* _Work instruction_
Among the entries that follow, find every line with the word "StdRng" and copy it.

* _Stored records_
========================
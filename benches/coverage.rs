//! Benchmarks for coverage scoring and repair.

use criterion::{BenchmarkId, Criterion, black_box, criterion_group, criterion_main};
use rand::prelude::*;

use site_coverage::{
    compute::{
        ConstraintEngine, CoverageEvaluator, ExactUnionEvaluator, SafetyGridEvaluator,
        evolution::{EvolutionEngine, GenomeRng},
    },
    schema::{
        Candidate, CandidateSet, ConstraintConfig, EvolutionConfig, GridExtent, PopulationConfig,
        SafetyGridConfig,
    },
};

/// Uniform random sites over a 1 x 1 degree box.
fn random_sites(count: usize, seed: u64) -> Vec<Candidate> {
    let mut rng = StdRng::seed_from_u64(seed);
    (0..count)
        .map(|_| Candidate::new(35.0 + rng.r#gen::<f64>(), 128.0 + rng.r#gen::<f64>()))
        .collect()
}

fn bench_exact_union(c: &mut Criterion) {
    let mut group = c.benchmark_group("exact_union");
    let evaluator = ExactUnionEvaluator::new(10.0).unwrap();

    for count in [10, 76, 250, 1000] {
        let sites = random_sites(count, 7);
        group.bench_with_input(BenchmarkId::from_parameter(count), &sites, |b, sites| {
            b.iter(|| evaluator.evaluate(black_box(sites)));
        });
    }

    group.finish();
}

fn bench_safety_grid(c: &mut Criterion) {
    let mut group = c.benchmark_group("safety_grid");
    let sites = random_sites(76, 7);
    let set = CandidateSet::new(sites.clone());

    for resolution in [100, 250, 500] {
        let config = SafetyGridConfig {
            resolution,
            extent: GridExtent::FitCandidates,
            ..Default::default()
        };
        let evaluator = SafetyGridEvaluator::new(10.0, &config, &set).unwrap();

        group.bench_with_input(
            BenchmarkId::new("local_window", resolution),
            &sites,
            |b, sites| {
                b.iter(|| evaluator.evaluate(black_box(sites)));
            },
        );

        if resolution <= 250 {
            group.bench_with_input(
                BenchmarkId::new("full_scan", resolution),
                &sites,
                |b, sites| {
                    b.iter(|| evaluator.evaluate_full_scan(black_box(sites)));
                },
            );
        }
    }

    group.finish();
}

fn bench_repair(c: &mut Criterion) {
    let mut group = c.benchmark_group("repair");
    let set = CandidateSet::new(random_sites(2000, 11));

    for min_distance_km in [None, Some(5.0)] {
        let engine = ConstraintEngine::new(
            &ConstraintConfig {
                budget: 1600.0,
                installation_cost_per_point: 21.0,
                min_distance_km,
                max_repair_iterations: None,
            },
            set.clone(),
        )
        .unwrap();
        let label = match min_distance_km {
            Some(km) => format!("min_{}km", km),
            None => "budget_only".to_string(),
        };

        let mut genome_rng = GenomeRng::new(3);
        let start = genome_rng.bernoulli_genes(set.size(), 0.5);
        let mut rng = StdRng::seed_from_u64(5);

        group.bench_function(BenchmarkId::from_parameter(label), |b| {
            b.iter(|| {
                let mut genes = start.as_slice().to_vec();
                engine.repair(black_box(&mut genes), &mut rng).unwrap();
                genes
            });
        });
    }

    group.finish();
}

fn bench_generation(c: &mut Criterion) {
    let mut group = c.benchmark_group("generation");
    group.sample_size(10);
    let set = CandidateSet::new(random_sites(500, 13));

    for size in [50, 200] {
        let config = EvolutionConfig {
            population: PopulationConfig {
                size,
                max_generations: 1,
                ..Default::default()
            },
            random_seed: Some(42),
            ..Default::default()
        };

        group.bench_with_input(BenchmarkId::from_parameter(size), &config, |b, config| {
            b.iter(|| {
                let mut engine = EvolutionEngine::new(config.clone(), set.clone()).unwrap();
                engine.run()
            });
        });
    }

    group.finish();
}

criterion_group!(
    benches,
    bench_exact_union,
    bench_safety_grid,
    bench_repair,
    bench_generation
);
criterion_main!(benches);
========================
* _Written answer_
    let mut rng = StdRng::seed_from_u64(seed);
        let mut rng = StdRng::seed_from_u64(5);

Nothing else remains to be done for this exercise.